→ Work request:
Go line by line through the data and copy those with the word "when".
Extracted records START
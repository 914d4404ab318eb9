/*
generator.rs

Copyright 2025 Pcpuzzle contributors

This file is part of Pcpuzzle.

Pcpuzzle is free software: you can redistribute it and/or modify it under the
terms of the GNU General Public License as published by the Free Software
Foundation, either version 3 of the License, or (at your option) any later
version.

Pcpuzzle is distributed in the hope that it will be useful, but WITHOUT ANY
WARRANTY; without even the implied warranty of MERCHANTABILITY or FITNESS FOR
A PARTICULAR PURPOSE. See the GNU General Public License for more details.

You should have received a copy of the GNU General Public License along with
Pcpuzzle. If not, see <https://www.gnu.org/licenses/>.

SPDX-License-Identifier: GPL-3.0-or-later
*/

//! Generate the tiles of a puzzle.
//!
//! A tile has two faces, each a short sequence of [`color::Color`] values.
//! The [`tile_factory::TileFactory`] object draws random faces whose lengths depend on the
//! current [`difficulty::LengthBonus`], and makes sure that no two tiles of a tray share the same
//! pair of faces.
//! If no new pair is found after a bounded number of draws, generation fails with a
//! [`tile_factory::GenerationError`] and the caller keeps its previous tray.
//!
//! The [`difficulty::DifficultyTracker`] object decides the bonus for each new game.

pub mod color;
pub mod difficulty;
pub mod tile_factory;
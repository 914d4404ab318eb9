/*
clock.rs

Copyright 2025 Pcpuzzle contributors

This file is part of Pcpuzzle.

Pcpuzzle is free software: you can redistribute it and/or modify it under the
terms of the GNU General Public License as published by the Free Software
Foundation, either version 3 of the License, or (at your option) any later
version.

Pcpuzzle is distributed in the hope that it will be useful, but WITHOUT ANY
WARRANTY; without even the implied warranty of MERCHANTABILITY or FITNESS FOR
A PARTICULAR PURPOSE. See the GNU General Public License for more details.

You should have received a copy of the GNU General Public License along with
Pcpuzzle. If not, see <https://www.gnu.org/licenses/>.

SPDX-License-Identifier: GPL-3.0-or-later
*/

//! Session clock.
//!
//! In classic mode, the clock is a stopwatch that starts with the first placement and stops when
//! the puzzle is solved.
//! In timed mode, the clock counts down from the mode time limit. The countdown is driven by the
//! frame deltas passed to [`SessionClock::tick`], and the session is locked when it reaches zero.
//!
//! ```text
//! Classic:  Idle --start--> Running --win--> Stopped
//! Timed:    NotStarted --start--> Counting --win--> Finished
//!                                     `--zero--> Expired
//! ```
//!
//! [`SessionClock::reset`] goes back to the initial state from any state.

use clap::ValueEnum;
use log::info;
use serde::{Deserialize, Serialize};
use std::fmt;
use std::time::{Duration, Instant};
use strum_macros::FromRepr;

/// Game mode.
#[derive(
    Serialize,
    Deserialize,
    Debug,
    Copy,
    Clone,
    PartialEq,
    Eq,
    Hash,
    PartialOrd,
    Ord,
    ValueEnum,
    FromRepr,
    Default,
)]
#[repr(u8)]
pub enum GameMode {
    #[default]
    Classic,
    TimedEasy,
    TimedMedium,
    TimedHard,
}

impl GameMode {
    /// Countdown duration, or None for the untimed mode.
    pub fn time_limit(self) -> Option<Duration> {
        match self {
            GameMode::Classic => None,
            GameMode::TimedEasy => Some(Duration::from_secs(120)),
            GameMode::TimedMedium => Some(Duration::from_secs(60)),
            GameMode::TimedHard => Some(Duration::from_secs(30)),
        }
    }

    /// Mode that follows in the toggle cycle: classic, then the timed modes from easy to hard.
    pub fn next(self) -> Self {
        GameMode::from_repr(self as u8 + 1).unwrap_or(GameMode::Classic)
    }
}

impl fmt::Display for GameMode {
    fn fmt(&self, f: &mut fmt::Formatter) -> fmt::Result {
        match self {
            GameMode::Classic => write!(f, "Classic"),
            GameMode::TimedEasy => write!(f, "Timed (Easy)"),
            GameMode::TimedMedium => write!(f, "Timed (Medium)"),
            GameMode::TimedHard => write!(f, "Timed (Hard)"),
        }
    }
}

/// Classic mode states.
#[derive(Debug, Copy, Clone, PartialEq)]
pub enum Stopwatch {
    Idle,
    Running { start: Instant },
    Stopped { elapsed: Duration },
}

/// Timed mode states.
#[derive(Debug, Copy, Clone, PartialEq)]
pub enum Countdown {
    NotStarted,
    Counting { remaining: Duration },

    /// The puzzle was solved before the end of the countdown.
    Finished { used: Duration, remaining: Duration },

    Expired,
}

/// What the renderer shows.
#[derive(Serialize, Debug, Copy, Clone, PartialEq)]
pub enum ClockDisplay {
    Elapsed {
        elapsed: Duration,
        running: bool,
    },
    Countdown {
        remaining: Duration,
        limit: Duration,
        active: bool,
        expired: bool,
    },
}

/// Session clock.
#[derive(Debug, Copy, Clone, PartialEq)]
pub enum SessionClock {
    Classic(Stopwatch),
    Timed { limit: Duration, state: Countdown },
}

impl SessionClock {
    /// Create a [`SessionClock`] object in the initial state of the given mode.
    pub fn new(mode: GameMode) -> Self {
        match mode.time_limit() {
            None => SessionClock::Classic(Stopwatch::Idle),
            Some(limit) => SessionClock::Timed {
                limit,
                state: Countdown::NotStarted,
            },
        }
    }

    /// Go back to the initial state.
    pub fn reset(&mut self) {
        match self {
            SessionClock::Classic(watch) => *watch = Stopwatch::Idle,
            SessionClock::Timed { state, .. } => *state = Countdown::NotStarted,
        }
    }

    /// Start the stopwatch or the countdown.
    ///
    /// Only the initial state can be started. Return whether the clock started.
    pub fn start(&mut self) -> bool {
        match self {
            SessionClock::Classic(watch @ Stopwatch::Idle) => {
                *watch = Stopwatch::Running {
                    start: Instant::now(),
                };
                true
            }
            SessionClock::Timed {
                limit,
                state: state @ Countdown::NotStarted,
            } => {
                *state = Countdown::Counting { remaining: *limit };
                true
            }
            _ => false,
        }
    }

    /// Stop the clock because the puzzle is solved.
    ///
    /// Return the elapsed time (classic) or the used time (timed), or None if the clock was not
    /// running.
    pub fn stop_on_win(&mut self) -> Option<Duration> {
        match self {
            SessionClock::Classic(watch) => {
                if let Stopwatch::Running { start } = *watch {
                    let elapsed: Duration = start.elapsed();
                    *watch = Stopwatch::Stopped { elapsed };
                    return Some(elapsed);
                }
                None
            }
            SessionClock::Timed { limit, state } => {
                if let Countdown::Counting { remaining } = *state {
                    let used: Duration = limit.saturating_sub(remaining);
                    *state = Countdown::Finished { used, remaining };
                    return Some(used);
                }
                None
            }
        }
    }

    /// Advance the countdown by the frame delta.
    ///
    /// Return `true` only on the tick that makes the countdown expire.
    pub fn tick(&mut self, delta: Duration) -> bool {
        if let SessionClock::Timed { state, .. } = self
            && let Countdown::Counting { remaining } = *state
        {
            let remaining: Duration = remaining.saturating_sub(delta);
            if remaining.is_zero() {
                info!("Time is up");
                *state = Countdown::Expired;
                return true;
            }
            *state = Countdown::Counting { remaining };
        }
        false
    }

    /// Whether the stopwatch or the countdown is running.
    pub fn is_running(&self) -> bool {
        matches!(
            self,
            SessionClock::Classic(Stopwatch::Running { .. })
                | SessionClock::Timed {
                    state: Countdown::Counting { .. },
                    ..
                }
        )
    }

    /// Whether the countdown reached zero.
    pub fn is_expired(&self) -> bool {
        matches!(
            self,
            SessionClock::Timed {
                state: Countdown::Expired,
                ..
            }
        )
    }

    /// Elapsed time in classic mode, time spent in timed mode.
    pub fn elapsed(&self) -> Duration {
        match self {
            SessionClock::Classic(Stopwatch::Idle) => Duration::ZERO,
            SessionClock::Classic(Stopwatch::Running { start }) => start.elapsed(),
            SessionClock::Classic(Stopwatch::Stopped { elapsed }) => *elapsed,
            SessionClock::Timed { limit, state } => match state {
                Countdown::NotStarted => Duration::ZERO,
                Countdown::Counting { remaining } => limit.saturating_sub(*remaining),
                Countdown::Finished { used, .. } => *used,
                Countdown::Expired => *limit,
            },
        }
    }

    /// Remaining time in timed mode.
    pub fn remaining(&self) -> Option<Duration> {
        match self {
            SessionClock::Classic(_) => None,
            SessionClock::Timed { limit, state } => Some(match state {
                Countdown::NotStarted => *limit,
                Countdown::Counting { remaining } | Countdown::Finished { remaining, .. } => {
                    *remaining
                }
                Countdown::Expired => Duration::ZERO,
            }),
        }
    }

    /// Clock state for the renderer.
    pub fn display(&self) -> ClockDisplay {
        match self {
            SessionClock::Classic(_) => ClockDisplay::Elapsed {
                elapsed: self.elapsed(),
                running: self.is_running(),
            },
            SessionClock::Timed { limit, .. } => ClockDisplay::Countdown {
                remaining: self.remaining().unwrap_or_default(),
                limit: *limit,
                active: self.is_running(),
                expired: self.is_expired(),
            },
        }
    }
}

/// Keep a frame delta in a sane range, so that a stalled frame does not drain the countdown.
pub fn clamp_frame_delta(delta: Duration, min: Duration, max: Duration) -> Duration {
    delta.clamp(min, max.max(min))
}

/// Split a duration in hours, minutes, and seconds.
pub fn hms(duration: Duration) -> (u64, u64, u64) {
    let secs: u64 = duration.as_secs();
    (secs / 3600, (secs % 3600) / 60, secs % 60)
}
Extracted records END
→ Result of this exercise:
//! In classic mode, the clock is a stopwatch that starts with the first placement and stops when
//! frame deltas passed to [`SessionClock::tick`], and the session is locked when it reaches zero.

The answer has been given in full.